Dopo aver ricevuto la soffiata sulla presenza dell’antidroga era passata un’ora, e un’altra. A quel punto Ethan, membro di un’alleanza informale di coltivatori del Monte che si tenevano aggiornati a vicenda sui movimenti delle merci e delle forze dell’ordine, aveva ricevuto la notizia che la DEA era diretta altrove, più precisamente verso la valle, dove più tardi aveva scovato una coltivazione di oltre trecento piante di marijuana. Per quanto fosse negli standard della contea di Humboldt, una tale concentrazione di piante era considerata rischiosa e difficilmente trascurabile.

Dan aveva atteso qualche giorno prima di andare a recuperare il suo fucile, che apparentemente era già stato trovato da un orso. Pensando che nascondesse del cibo all’interno, l’animale aveva strappato la busta della spazzatura, rotto la custodia, e infine gettato il fucile giù per un pendio di terreno acquitrinoso, compromettendone le funzionalità.
«Funziona ancora» disse Dan «ma è rimasto sotto la pioggia e va bluito di nuovo». Il fucile si trovava nel suo accampamento ora, posato sopra alcuni libri di poesia.

La strada in discesa, che dalla fattoria conduceva fino all’ultimo negozio in cui solitamente Dan si fermava, si snodava per qualche miglio di paesaggio montuoso nella California settentrionale – foreste di sequoie, abeti giganti e madroni trapuntati di colori autunnali – fino alla pianura costiera incorniciata all’orizzonte da un nastro di oceano grigio. «Sembra di stare nella cazzo di Narnia» mi aveva detto Dan prima del mio arrivo. Aveva tentato di indorarmi la pillola, considerato che avrei trascorso a Humboldt una stagione intera. Assomigliava molto a un idilliaco paesaggio di frontiera, un paradiso incontaminato fondato sul commercio della marijuana. Salendo da San Francisco mi resi conto che Dan non aveva esagerato. La Humboldt pubblica già lascia una forte impressione sul visitatore, quella privata ancora di più. Alcune delle viste di cui si godeva dalla fattoria di Ethan sembravano costruite ad hoc, un trionfo di vette allineate a formare il panorama perfetto.
Dan al mio fianco guidava senza dire granché, l’orecchio teso a cogliere rumori sospetti del motore. Aveva appena saldato una delle tante fatture dell’officina di riparazioni, l’ennesima spesa imprevista che andava ad aggiungersi a una serie di sfortune recenti. La sua paga era appena stata tagliata e, cosa peggiore, e la sua piccola coltivazione personale era stata contaminata da polline di piante maschio, che aveva rovinato gran parte delle femmine. La sensimilla – una pianta femmina vergine che produce grossi fiori resinosi per intrappolare meglio il polline – è molto più apprezzata dell’erba con i semi, che comporta l’ovvio fastidio di doverli eliminare e che ha un effetto meno potente: una volta impollinata, infatti, la pianta sposta l’attenzione sulla crescita dei semi e produce meno THC, ovvero la sostanza stupefacente. Dan era riuscito a vendere i fiori compromessi a un discount, che poi però gli aveva chiesto di tornare a riprenderseli.

«Sapeva che cosa stava comprando» disse della sua acquirente, che aveva tenuto la marijuana per quasi una settimana prima di protestare perché non riusciva a venderla.

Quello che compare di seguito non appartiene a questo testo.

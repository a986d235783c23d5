//! API error envelope: `{"error":{"code","message"},"request_id"?}`.

use axum::http::StatusCode;
use axum::response::{IntoResponse, Response};
use axum::Json;
use core_state::StateError;
use serde_json::json;

#[derive(Debug)]
pub struct ApiError {
    pub status: StatusCode,
    pub code: &'static str,
    pub message: String,
    pub request_id: Option<u64>,
}

impl ApiError {
    pub fn validation(message: impl Into<String>) -> Self {
        Self {
            status: StatusCode::BAD_REQUEST,
            code: "validation_error",
            message: message.into(),
            request_id: None,
        }
    }

    pub fn not_found(message: impl Into<String>) -> Self {
        Self {
            status: StatusCode::NOT_FOUND,
            code: "not_found",
            message: message.into(),
            request_id: None,
        }
    }

    pub fn conflict(message: impl Into<String>) -> Self {
        Self {
            status: StatusCode::CONFLICT,
            code: "conflict",
            message: message.into(),
            request_id: None,
        }
    }

    pub fn internal(message: impl Into<String>) -> Self {
        Self {
            status: StatusCode::INTERNAL_SERVER_ERROR,
            code: "internal_error",
            message: message.into(),
            request_id: None,
        }
    }

    pub fn with_request_id(mut self, id: u64) -> Self {
        self.request_id = Some(id);
        self
    }
}

impl From<StateError> for ApiError {
    fn from(err: StateError) -> Self {
        match &err {
            StateError::ZoneNotFound(_) | StateError::AnimationNotFound(_) => {
                ApiError::not_found(err.to_string())
            }
            StateError::Validation(_) | StateError::Param(_) => {
                ApiError::validation(err.to_string())
            }
            StateError::Conflict(_) => ApiError::conflict(err.to_string()),
        }
    }
}

impl IntoResponse for ApiError {
    fn into_response(self) -> Response {
        tracing::debug!(
            target: "api.http",
            status = self.status.as_u16(),
            code = self.code,
            message = self.message.as_str(),
            "request_failed"
        );
        let mut body = json!({
            "error": {
                "code": self.code,
                "message": self.message,
            }
        });
        if let Some(id) = self.request_id {
            body["request_id"] = json!(id);
        }
        (self.status, Json(body)).into_response()
    }
}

Gli affari sono affari, pensò, ma Ethan, per non perdere una cliente di lunga data, l’aveva costretto a ricomprarsela. La parola di Ethan era legge in fattoria, la sua figura onnipotente. Quando Dan cucinava era il suo supervisore, quando gli servivano soldi era la sua banca e il suo unico distributore nella vendita. «È una specie di feudatario» disse. Come se non bastasse, il raccolto del capo era sempre impeccabile. «Non gli è andata male neanche un anno. I vicini lo odiano».

Ethan è un uomo nerboruto, sulla trentina, alto e magro, che si mantiene in forma coltivando campi di marijuana sul versante della montagna. Ha una barba sottile e ben curata, e non sente freddo come i comuni mortali.

Quest’anno il suo obiettivo era vendere più erba dell’anno precedente, ma non così tanta da attirare l’attenzione dei federali. A metà raccolto aveva stimato di accumulare tra i novanta e i duecento chili di fiori, che sul mercato venivano venduti a cinquecento dollari al chilo. Sottratti i costi – manodopera, proprietà, materiali, attrezzi, benzina, cibo – Ethan si sarebbe tenuto ben al di sopra del milione di dollari di guadagno. Tutto questo lavorando per soli sei mesi, dall’estate all’autunno, ma rischiando ogni volta di farsi beccare e marcire in prigione.

«Nel giro di una decina d’anni la situazione cambierà completamente» mi aveva detto Ethan. «La bolla sta per scoppiare. Il governo è stufo di non mettersi niente in tasca. Ma fino ad allora continueremo a fare il nostro lavoro». Un recente sondaggio della Commissione di Perequazione Fiscale della California riferiva che lo stato poteva riscuotere fino a un centinaio di milioni di dollari di tasse legate alla vendita di marijuana a scopo terapeutico – una cifra notevole, ma di ben poco conto se paragonata ai quattordici miliardi di dollari di erba prodotti ogni anno in California. Lo stato trattiene il cinque per cento di tasse sulla vendita dell’erba terapeutica. Significa che in ogni caso può aspettarsi di intascare solo due miliardi sui quattordici prodotti annualmente dall’industria della marijuana. Il mercato nero, cui Ethan si dedica esclusivamente, è sei volte più grande di quello regolamentato.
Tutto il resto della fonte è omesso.